A logo of 5G is seen at a Huawei authorised experience store on May 29, 2020 in Beijing, China.
Qin Luyao | VCG | Getty Images
GUANGZHOU, China — Washington has stepped up its offensive against Huawei, offering financing to Brazil to get the Chinese telco effectively blocked from the nation’s next-generation 5G networks.
During a trip to Brasilia on Tuesday, officials from the Export-Import Bank of the United States (EXIM) and U.S. government signed a memorandum of understanding to “identify potential opportunities” for financing up to $1 billion.
These include energy and “especially in the telecommunications area and the important 5G,” according to a statement by U.S. national security advisor Robert O’Brien.

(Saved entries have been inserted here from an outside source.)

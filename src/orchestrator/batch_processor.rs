//! 批量图片处理器 - 编排层
//!
//! ## 职责
//!
//! 本模块是整个应用的入口，负责批量图片的调度和资源管理。
//!
//! ## 核心功能
//!
//! 1. **断点续跑**：启动时读取进度记录，跳过已完成的图片
//! 2. **批量加载**：扫描输入目录，按文件名排序，可选限制数量
//! 3. **资源管理**：只在确实有工作时打开页面会话，结束时释放
//! 4. **串行处理**：页面会话只能串行使用，逐张委托 `ItemFlow`
//! 5. **进度落盘**：每张图片得到最终结果后立即保存进度
//! 6. **全局统计**：汇总成功/失败数量
//!
//! ## 设计特点
//!
//! - **顶层编排**：不处理单张图片的细节
//! - **资源所有者**：唯一持有页面会话的模块
//! - **部分失败不升级**：单张图片失败只记录，不影响退出码

use std::path::Path;

use anyhow::{Context, Result};
use tokio::time::sleep;
use tracing::{error, info, warn};

use crate::config::Config;
use crate::error::SurfaceError;
use crate::models::{discover_work_items, ResumeState, WorkItem};
use crate::services::{ChromeProvider, ChromeSettings, ResumeStore, RunLog, Surface, SurfaceProvider};
use crate::utils::logging::{self, format_elapsed};
use crate::workflow::{inter_item_delay, ItemFlow, ItemOutcome};

/// 一次运行的统计
#[derive(Debug, Clone, Copy, Default, PartialEq, Eq)]
pub struct RunSummary {
    pub success: usize,
    pub failed: usize,
    /// 本次计划处理的数量（已排除之前完成的）
    pub total: usize,
}

/// 批量处理器
///
/// 对页面会话的具体实现一无所知，只通过 `SurfaceProvider` 打开会话
pub struct BatchRunner<P: SurfaceProvider> {
    config: Config,
    provider: P,
    store: ResumeStore,
    run_log: RunLog,
}

impl<P: SurfaceProvider> BatchRunner<P> {
    pub fn new(config: Config, provider: P) -> Self {
        let store = ResumeStore::new(config.state_file());
        let run_log = RunLog::new(config.run_log_file());
        Self {
            config,
            provider,
            store,
            run_log,
        }
    }

    /// 运行整个批次
    pub async fn run(&mut self) -> Result<RunSummary> {
        std::fs::create_dir_all(&self.config.output_dir).with_context(|| {
            format!("无法创建输出目录: {}", self.config.output_dir.display())
        })?;

        let mut state = self.store.load();
        let (items, already_done) = self.load_pending(&state).await?;
        logging::log_items_loaded(items.len(), already_done);

        let mut summary = RunSummary {
            total: items.len(),
            ..Default::default()
        };

        if items.is_empty() {
            info!("✓ 没有需要处理的图片，程序结束");
            self.run_log.event("NOTHING TO DO");
            return Ok(summary);
        }

        self.run_log.event(format!(
            "START pending={} skipped={}",
            items.len(),
            already_done
        ));

        let mut surface = self.provider.open().await?;
        let result = self
            .process_all(&mut surface, &items, &mut state, &mut summary)
            .await;

        if let Err(e) = surface.close().await {
            warn!("释放页面会话失败: {}", e);
        }
        result?;

        self.run_log.summary(summary.success, summary.failed);
        logging::print_final_stats(
            summary.success,
            summary.failed,
            summary.total,
            self.run_log.path(),
        );
        Ok(summary)
    }

    /// 扫描输入目录并去掉已完成的图片
    ///
    /// 之前运行中失败的图片会被重新处理
    async fn load_pending(&self, state: &ResumeState) -> Result<(Vec<WorkItem>, usize)> {
        info!("\n📁 正在扫描待处理的图片...");
        let all = discover_work_items(&self.config.input_dir).await?;
        let found = all.len();

        let processed = state.processed_ids();
        let mut pending: Vec<WorkItem> = all
            .into_iter()
            .filter(|item| !processed.contains(item.id.as_str()))
            .collect();
        let already_done = found - pending.len();

        if let Some(limit) = self.config.pipeline.limit {
            if pending.len() > limit {
                info!("📋 限制本次最多处理 {} 张", limit);
                pending.truncate(limit);
            }
        }
        Ok((pending, already_done))
    }

    async fn process_all(
        &self,
        surface: &mut P::Session,
        items: &[WorkItem],
        state: &mut ResumeState,
        summary: &mut RunSummary,
    ) -> Result<()> {
        let pipeline = &self.config.pipeline;
        let mut flow = ItemFlow::new(pipeline, &self.run_log, &self.config.output_dir);

        // 登录只在批次开始时做一次；失败时交给第一张图片的流程重试
        match prepare_session(surface).await {
            Ok(()) => flow.mark_authenticated(),
            Err(e) => warn!("⚠️ 会话准备失败，将在处理图片时重试: {}", e),
        }

        let total = items.len();
        for (idx, item) in items.iter().enumerate() {
            logging::log_item_start(idx + 1, total, &item.file_name());

            let outcome = flow.run(surface, item).await;
            let succeeded = outcome.is_success();
            match outcome {
                ItemOutcome::Succeeded { .. } => {
                    state.mark_processed(&item.id);
                    summary.success += 1;
                }
                ItemOutcome::Failed { last } => {
                    error!(
                        "❌ [{}] 最终失败于阶段 {}: {}",
                        item.file_name(),
                        last.stage,
                        last.error.as_deref().unwrap_or("未知错误")
                    );
                    state.mark_failed(&item.id);
                    summary.failed += 1;
                }
            }
            self.save_state(state)?;

            if succeeded && idx + 1 < total {
                let wait = inter_item_delay(pipeline);
                info!("💤 等待 {} 后处理下一张", format_elapsed(wait));
                sleep(wait).await;
            }
        }
        Ok(())
    }

    fn save_state(&self, state: &ResumeState) -> Result<()> {
        self.store.save(state).with_context(|| {
            format!("无法保存进度记录: {}", self.store.path().display())
        })
    }
}

/// 打开页面并完成登录
async fn prepare_session<S: Surface>(surface: &mut S) -> std::result::Result<(), SurfaceError> {
    surface.ensure_ready().await?;
    surface.ensure_authenticated().await
}

/// 应用主结构
pub struct App {
    runner: BatchRunner<ChromeProvider>,
}

impl App {
    /// 初始化应用
    pub async fn initialize(config: Config) -> Result<Self> {
        logging::log_startup(&config);
        ensure_input_dir(&config.input_dir)?;

        let provider = ChromeProvider::new(ChromeSettings::from_config(&config));
        Ok(Self {
            runner: BatchRunner::new(config, provider),
        })
    }

    /// 运行应用主逻辑
    pub async fn run(mut self) -> Result<RunSummary> {
        self.runner.run().await
    }
}

fn ensure_input_dir(input_dir: &Path) -> Result<()> {
    if !input_dir.is_dir() {
        anyhow::bail!("输入目录不存在: {}", input_dir.display());
    }
    Ok(())
}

U.S. officials told reporters at the signing that the money was available for Brazil to buy telecommunications equipment from Huawei’s rivals, according to Reuters.

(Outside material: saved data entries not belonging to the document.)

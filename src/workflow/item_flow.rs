//! 单张图片处理流程 - 流程层
//!
//! 核心职责：定义"一张图片"的完整处理流程和重试策略
//!
//! 流程顺序（每次尝试从头开始）：
//! 1. ready → authenticate（全局一次）→ select_mode
//! 2. submit_file → submit_prompt → send
//! 3. await_completion → retrieve
//!
//! 任一阶段失败：记录阶段和错误，未达上限则指数退避后重试

use std::path::{Path, PathBuf};
use std::time::Duration;

use rand::Rng;
use tokio::time::sleep;
use tracing::{debug, error, info, warn};

use crate::config::PipelineConfig;
use crate::error::SurfaceError;
use crate::models::{assign_output, WorkItem};
use crate::services::run_log::RunLog;
use crate::services::surface::Surface;
use crate::utils::logging::format_elapsed;
use crate::workflow::attempt::{backoff_delay, Attempt, Stage};

/// 一张图片的最终结果
#[derive(Debug, Clone, PartialEq, Eq)]
pub enum ItemOutcome {
    /// 结果已保存到 `output`
    Succeeded { output: PathBuf, attempts: u32 },
    /// 用尽所有尝试，`last` 是最后一次失败
    Failed { last: Attempt },
}

impl ItemOutcome {
    pub fn is_success(&self) -> bool {
        matches!(self, ItemOutcome::Succeeded { .. })
    }
}

/// 图片处理流程
///
/// - 编排阶段顺序和重试
/// - 不持有页面会话，由调用方传入
/// - 登录状态在整个批次内共享
pub struct ItemFlow<'a> {
    config: &'a PipelineConfig,
    run_log: &'a RunLog,
    output_dir: &'a Path,
    authenticated: bool,
}

impl<'a> ItemFlow<'a> {
    pub fn new(config: &'a PipelineConfig, run_log: &'a RunLog, output_dir: &'a Path) -> Self {
        Self {
            config,
            run_log,
            output_dir,
            authenticated: false,
        }
    }

    /// 批次开始时已经完成登录
    pub fn mark_authenticated(&mut self) {
        self.authenticated = true;
    }

    pub fn is_authenticated(&self) -> bool {
        self.authenticated
    }

    pub async fn run<S: Surface>(&mut self, surface: &mut S, item: &WorkItem) -> ItemOutcome {
        let max = self.config.max_retries.max(1);
        let mut number = 1;

        loop {
            let mut attempt = Attempt::new(number);
            if number > 1 {
                info!("🔁 [{}] 第 {}/{} 次尝试", item.file_name(), number, max);
            }

            match self.run_stages(surface, item, &mut attempt).await {
                Ok(output) => {
                    self.run_log.success(&item.id, &output);
                    return ItemOutcome::Succeeded {
                        output,
                        attempts: number,
                    };
                }
                Err(e) => {
                    attempt.fail(&e);
                    warn!(
                        "❌ [{}] 阶段 {} 失败 ({}/{}) [{}]: {}",
                        item.file_name(),
                        attempt.stage,
                        number,
                        max,
                        e.kind(),
                        e
                    );
                    self.run_log
                        .error(&item.id, number, max, attempt.stage.label(), &e.to_string());

                    let label = format!("{}_{}", item.file_name(), attempt.stage);
                    if let Err(capture) = surface.capture_debug(&label).await {
                        debug!("保存调试现场失败: {}", capture);
                    }

                    if attempt.is_last(max) {
                        error!("❌ [{}] 已用尽 {} 次尝试，放弃", item.file_name(), max);
                        return ItemOutcome::Failed { last: attempt };
                    }

                    let wait = backoff_delay(self.config.base_backoff, number);
                    info!("⏳ {} 后重试", format_elapsed(wait));
                    sleep(wait).await;
                    number += 1;
                }
            }
        }
    }

    /// 按顺序执行所有阶段，`attempt.stage` 始终指向当前阶段
    async fn run_stages<S: Surface>(
        &mut self,
        surface: &mut S,
        item: &WorkItem,
        attempt: &mut Attempt,
    ) -> Result<PathBuf, SurfaceError> {
        attempt.enter(Stage::Ready);
        surface.ensure_ready().await?;

        if !self.authenticated {
            attempt.enter(Stage::Authenticate);
            surface.ensure_authenticated().await?;
            self.authenticated = true;
        }

        attempt.enter(Stage::SelectMode);
        surface.select_mode(&self.config.mode_name).await?;

        attempt.enter(Stage::SubmitFile);
        surface.submit_file(&item.path).await?;

        attempt.enter(Stage::SubmitPrompt);
        surface.submit_prompt(&self.config.prompt).await?;

        attempt.enter(Stage::Send);
        surface.send().await?;

        attempt.enter(Stage::AwaitCompletion);
        surface.await_completion().await?;

        attempt.enter(Stage::Retrieve);
        let output = assign_output(self.output_dir, item);
        surface.retrieve_result(&output).await?;

        info!("✅ [{}] → {}", item.file_name(), output.display());
        Ok(output)
    }
}

/// 两张图片之间的随机间隔，在 `[min, max]` 内均匀分布（毫秒精度）
pub fn inter_item_delay(config: &PipelineConfig) -> Duration {
    let min = config.min_delay.as_millis() as u64;
    let max = config.max_delay.as_millis() as u64;
    if max <= min {
        return Duration::from_millis(min);
    }
    Duration::from_millis(rand::thread_rng().gen_range(min..=max))
}

#[cfg(test)]
mod tests {
    use super::*;
    use std::collections::VecDeque;
    use tempfile::tempdir;

    /// 按脚本在指定阶段失败的页面替身
    #[derive(Default)]
    struct ScriptedSurface {
        /// 每次尝试在哪个阶段失败，`None` 表示这次成功
        failures: VecDeque<Option<Stage>>,
        calls: Vec<&'static str>,
        captures: Vec<String>,
    }

    impl ScriptedSurface {
        fn failing(failures: impl IntoIterator<Item = Option<Stage>>) -> Self {
            Self {
                failures: failures.into_iter().collect(),
                ..Default::default()
            }
        }

        fn step(&mut self, stage: Stage) -> Result<(), SurfaceError> {
            self.calls.push(stage.label());
            if self.failures.front() == Some(&Some(stage)) {
                self.failures.pop_front();
                return Err(SurfaceError::CapabilityTimeout {
                    capability: "test",
                    timeout: Duration::from_secs(1),
                });
            }
            Ok(())
        }
    }

    impl Surface for ScriptedSurface {
        async fn ensure_ready(&mut self) -> Result<(), SurfaceError> {
            self.step(Stage::Ready)
        }
        async fn ensure_authenticated(&mut self) -> Result<(), SurfaceError> {
            self.step(Stage::Authenticate)
        }
        async fn select_mode(&mut self, _mode_name: &str) -> Result<(), SurfaceError> {
            self.step(Stage::SelectMode)
        }
        async fn submit_file(&mut self, _path: &Path) -> Result<(), SurfaceError> {
            self.step(Stage::SubmitFile)
        }
        async fn submit_prompt(&mut self, _text: &str) -> Result<(), SurfaceError> {
            self.step(Stage::SubmitPrompt)
        }
        async fn send(&mut self) -> Result<(), SurfaceError> {
            self.step(Stage::Send)
        }
        async fn await_completion(&mut self) -> Result<(), SurfaceError> {
            self.step(Stage::AwaitCompletion)
        }
        async fn retrieve_result(&mut self, destination: &Path) -> Result<(), SurfaceError> {
            self.step(Stage::Retrieve)?;
            std::fs::write(destination, b"upscaled")?;
            Ok(())
        }
        async fn capture_debug(&mut self, label: &str) -> Result<(), SurfaceError> {
            self.captures.push(label.to_string());
            Ok(())
        }
    }

    fn test_config(max_retries: u32) -> PipelineConfig {
        PipelineConfig {
            max_retries,
            base_backoff: Duration::from_secs(5),
            min_delay: Duration::ZERO,
            max_delay: Duration::ZERO,
            ..Default::default()
        }
    }

    #[tokio::test(start_paused = true)]
    async fn test_success_on_first_attempt() {
        let dir = tempdir().unwrap();
        let config = test_config(3);
        let run_log = RunLog::new(dir.path().join("log.txt"));
        let item = WorkItem::new(dir.path().join("a.jpg"));
        let mut surface = ScriptedSurface::default();

        let mut flow = ItemFlow::new(&config, &run_log, dir.path());
        let outcome = flow.run(&mut surface, &item).await;

        assert_eq!(
            outcome,
            ItemOutcome::Succeeded {
                output: dir.path().join("a_upscaled.jpg"),
                attempts: 1
            }
        );
        assert!(flow.is_authenticated());
        assert_eq!(
            surface.calls,
            vec![
                "ready",
                "authenticate",
                "select_mode",
                "submit_file",
                "submit_prompt",
                "send",
                "await_completion",
                "retrieve"
            ]
        );
        let log = std::fs::read_to_string(run_log.path()).unwrap();
        assert!(log.contains(&format!("SUCCESS {}", item.id)));
    }

    #[tokio::test(start_paused = true)]
    async fn test_retry_restarts_from_ready_with_backoff() {
        let dir = tempdir().unwrap();
        let config = test_config(3);
        let run_log = RunLog::new(dir.path().join("log.txt"));
        let item = WorkItem::new(dir.path().join("a.jpg"));
        let mut surface = ScriptedSurface::failing([Some(Stage::Send), Some(Stage::AwaitCompletion)]);

        let mut flow = ItemFlow::new(&config, &run_log, dir.path());
        flow.mark_authenticated();
        let start = tokio::time::Instant::now();
        let outcome = flow.run(&mut surface, &item).await;

        assert!(outcome.is_success());
        // 5s + 10s
        assert!(start.elapsed() >= Duration::from_secs(15));
        assert_eq!(surface.calls.iter().filter(|c| **c == "ready").count(), 3);
        assert!(!surface.calls.contains(&"authenticate"));
        assert_eq!(surface.captures, vec!["a.jpg_send", "a.jpg_await_completion"]);

        let log = std::fs::read_to_string(run_log.path()).unwrap();
        assert!(log.contains("attempt=1/3 stage=send"));
        assert!(log.contains("attempt=2/3 stage=await_completion"));
    }

    #[tokio::test(start_paused = true)]
    async fn test_exhausted_attempts_fail() {
        let dir = tempdir().unwrap();
        let config = test_config(2);
        let run_log = RunLog::new(dir.path().join("log.txt"));
        let item = WorkItem::new(dir.path().join("b.png"));
        let mut surface =
            ScriptedSurface::failing([Some(Stage::SubmitFile), Some(Stage::SubmitFile)]);

        let mut flow = ItemFlow::new(&config, &run_log, dir.path());
        let outcome = flow.run(&mut surface, &item).await;

        match outcome {
            ItemOutcome::Failed { last } => {
                assert_eq!(last.number, 2);
                assert_eq!(last.stage, Stage::SubmitFile);
                assert!(last.error.is_some());
            }
            other => panic!("应该失败: {:?}", other),
        }
        let log = std::fs::read_to_string(run_log.path()).unwrap();
        assert_eq!(log.lines().filter(|l| l.contains("ERROR")).count(), 2);
        assert!(!dir.path().join("b_upscaled.png").exists());
    }

    #[tokio::test(start_paused = true)]
    async fn test_authentication_failure_is_retried() {
        let dir = tempdir().unwrap();
        let config = test_config(3);
        let run_log = RunLog::new(dir.path().join("log.txt"));
        let item = WorkItem::new(dir.path().join("a.jpg"));
        let mut surface = ScriptedSurface::failing([Some(Stage::Authenticate)]);

        let mut flow = ItemFlow::new(&config, &run_log, dir.path());
        let outcome = flow.run(&mut surface, &item).await;

        assert_eq!(
            outcome,
            ItemOutcome::Succeeded {
                output: dir.path().join("a_upscaled.jpg"),
                attempts: 2
            }
        );
        assert_eq!(surface.calls.iter().filter(|c| **c == "authenticate").count(), 2);
    }

    #[test]
    fn test_inter_item_delay_within_bounds() {
        let config = PipelineConfig {
            min_delay: Duration::from_millis(100),
            max_delay: Duration::from_millis(200),
            ..Default::default()
        };
        for _ in 0..50 {
            let d = inter_item_delay(&config);
            assert!(d >= Duration::from_millis(100) && d <= Duration::from_millis(200));
        }

        let fixed = PipelineConfig {
            min_delay: Duration::from_secs(1),
            max_delay: Duration::from_secs(1),
            ..Default::default()
        };
        assert_eq!(inter_item_delay(&fixed), Duration::from_secs(1));
    }
}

Huawei was not immediately available for comment when contacted by CNBC.
Washington has maintained that Huawei represents a national security threat and has previously called it an arm of the Chinese Communist Party’s surveillance state. The government claims that Huawei could collect the data of citizens in other countries and give that to Beijing. Huawei has repeatedly denied those claims.
But the U.S. has sought to persuade countries across the world, particularly close allies, to block Huawei from next-generation 5G networks. The technology promises super-fast data speeds and high bandwidth that can underpin critical infrastructure.
Countries such as Australia and Japan have essentially blocked Huawei from their 5G infrastructure. Earlier this year, the U.K. said Huawei would be banned from its 5G networks and ordered mobile carriers to strip out any existing gear from the Chinese telco by 2027. On Tuesday, Sweden became the latest country to exclude Huawei from 5G.
Being kept out of Brazil would be another big blow for Huawei given the the large size of the market.
On top of that, Huawei is trying to navigate headwinds created by U.S. sanctions, which threaten to cut the Chinese giant off from key technology and components like semiconductors.